WGR with high coverage and depth overcomes the limitations of GBS due to missing data points and heterozygous calls. In general, WGR involves the sequencing of enough DNA fragments (>5×–20×) to cover the whole genome of an organism. Due to sequencing cost, the technique is suitable in crop plants having smaller genome sizes such as rice. In such cases, GBS can be replaced by resequencing of a larger size population at 5–6× depth. However, WGR for few samples can be done at a much higher read depth of 10–20× as in the case of the BSA‐seq approach (Nguyen et al. 2019). One of the important BSA‐seq‐based approaches is quantitative trait loci (QTL)‐seq developed by Takagi et al. (2015) in rice. Later this technique has been widely used in several crop plants. Takagi et al. (2015) developed a pipeline for analysis of the whole genome sequence of bulks and identification of causative variants.
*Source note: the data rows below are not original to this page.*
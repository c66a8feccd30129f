//! In-memory quiz store backed by a concurrent map.

use std::sync::Arc;

use async_trait::async_trait;
use dashmap::DashMap;

use crate::quiz::{Quiz, QuizId};
use crate::store::{QuizStore, StoreError};

#[derive(Debug, Clone, Default)]
pub struct MemoryQuizStore {
    quizzes: Arc<DashMap<QuizId, Quiz>>,
}

impl MemoryQuizStore {
    pub fn new() -> Self {
        Self::default()
    }

    /// Number of stored quizzes.
    pub fn len(&self) -> usize {
        self.quizzes.len()
    }

    pub fn is_empty(&self) -> bool {
        self.quizzes.is_empty()
    }

    /// All stored quizzes, in no particular order.
    pub fn all(&self) -> Vec<Quiz> {
        self.quizzes.iter().map(|r| r.value().clone()).collect()
    }
}

#[async_trait]
impl QuizStore for MemoryQuizStore {
    async fn save(&self, mut quiz: Quiz) -> Result<Quiz, StoreError> {
        let id = quiz.id.get_or_insert_with(QuizId::generate).clone();
        self.quizzes.insert(id, quiz.clone());
        Ok(quiz)
    }

    async fn find_by_id(&self, id: &QuizId) -> Result<Option<Quiz>, StoreError> {
        Ok(self.quizzes.get(id).map(|r| r.value().clone()))
    }
}

#[cfg(test)]
mod tests {
    use super::*;

    #[tokio::test]
    async fn test_save_assigns_id() {
        let store = MemoryQuizStore::new();
        let saved = store
            .save(Quiz::new("Science", vec!["q1".into(), "q2".into()]))
            .await
            .unwrap();

        let id = saved.id.clone().expect("id assigned");
        let found = store.find_by_id(&id).await.unwrap().expect("quiz stored");
        assert_eq!(found, saved);
        assert_eq!(found.question_ids, vec!["q1", "q2"]);
    }

    #[tokio::test]
    async fn test_save_keeps_existing_id() {
        let store = MemoryQuizStore::new();
        let mut quiz = Quiz::new("History", vec![]);
        quiz.id = Some(QuizId::from("fixed"));

        let saved = store.save(quiz).await.unwrap();
        assert_eq!(saved.id, Some(QuizId::from("fixed")));
        assert_eq!(store.len(), 1);
    }

    #[tokio::test]
    async fn test_unknown_id_is_none() {
        let store = MemoryQuizStore::new();
        assert!(store.find_by_id(&QuizId::from("missing")).await.unwrap().is_none());
    }
}
//! Configuration loading from disk.

use std::fs;
use std::path::Path;

use thiserror::Error;

use crate::config::schema::ServiceConfig;
use crate::config::validation::{validate_config, ValidationError};

/// Error type for configuration loading.
#[derive(Debug, Error)]
pub enum ConfigError {
    #[error("IO error: {0}")]
    Io(#[from] std::io::Error),

    #[error("Parse error: {0}")]
    Parse(#[from] toml::de::Error),

    #[error("Validation failed: {}", join(.0))]
    Validation(Vec<ValidationError>),
}

fn join(errors: &[ValidationError]) -> String {
    errors
        .iter()
        .map(ToString::to_string)
        .collect::<Vec<_>>()
        .join(", ")
}

/// Load and validate configuration from a TOML file.
pub fn load_config(path: &Path) -> Result<ServiceConfig, ConfigError> {
    let content = fs::read_to_string(path)?;
    parse_config(&content)
}

/// Parse and validate configuration from TOML text.
pub fn parse_config(content: &str) -> Result<ServiceConfig, ConfigError> {
    let config: ServiceConfig = toml::from_str(content)?;
    validate_config(&config).map_err(ConfigError::Validation)?;
    Ok(config)
}
//! Quiz persistence.
//!
//! # Responsibilities
//! - Persist quizzes and assign identifiers on first save
//! - Look quizzes up by identifier
//!
//! # Design Decisions
//! - The orchestrator only sees the `QuizStore` trait; storage mechanics stay behind it
//! - Lookups return `Ok(None)` for unknown ids; errors are reserved for storage faults

pub mod memory;

use async_trait::async_trait;
use thiserror::Error;

use crate::quiz::{Quiz, QuizId};

pub use memory::MemoryQuizStore;

/// Errors raised by a storage backend.
#[derive(Debug, Error)]
pub enum StoreError {
    #[error("storage unavailable: {0}")]
    Unavailable(String),
}

#[async_trait]
pub trait QuizStore: Send + Sync {
    /// Persist a quiz, assigning an identifier when it has none.
    async fn save(&self, quiz: Quiz) -> Result<Quiz, StoreError>;

    async fn find_by_id(&self, id: &QuizId) -> Result<Option<Quiz>, StoreError>;
}
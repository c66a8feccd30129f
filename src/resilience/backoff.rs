//! Exponential backoff with jitter.

use std::time::Duration;
use rand::Rng;

/// Delay before the attempt following attempt number `attempt` (1-based).
pub fn calculate_backoff(attempt: u32, base_ms: u64, max_ms: u64) -> Duration {
    if attempt == 0 || base_ms == 0 {
        return Duration::from_millis(0);
    }

    let exponential_base = 2u64.saturating_pow(attempt - 1);
    let delay_ms = base_ms.saturating_mul(exponential_base);
    let capped_delay = delay_ms.min(max_ms);

    // Apply jitter (0 to 10% of the delay)
    let jitter_range = capped_delay / 10;
    let jitter = if jitter_range > 0 {
        rand::thread_rng().gen_range(0..jitter_range)
    } else {
        0
    };

    Duration::from_millis(capped_delay + jitter)
}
WGR has been used in several studies for identification of genome‐wide SNPs, genotyping mapping populations for construction of high‐density linkage maps and QTL mapping, linkage and genome‐wide association studies (GWASs), of reference genome improvement, and genomic selection (Poland and Rife 2012; Bhatia et al. 2013; Chung et al. 2017; Nguyen et al. 2019).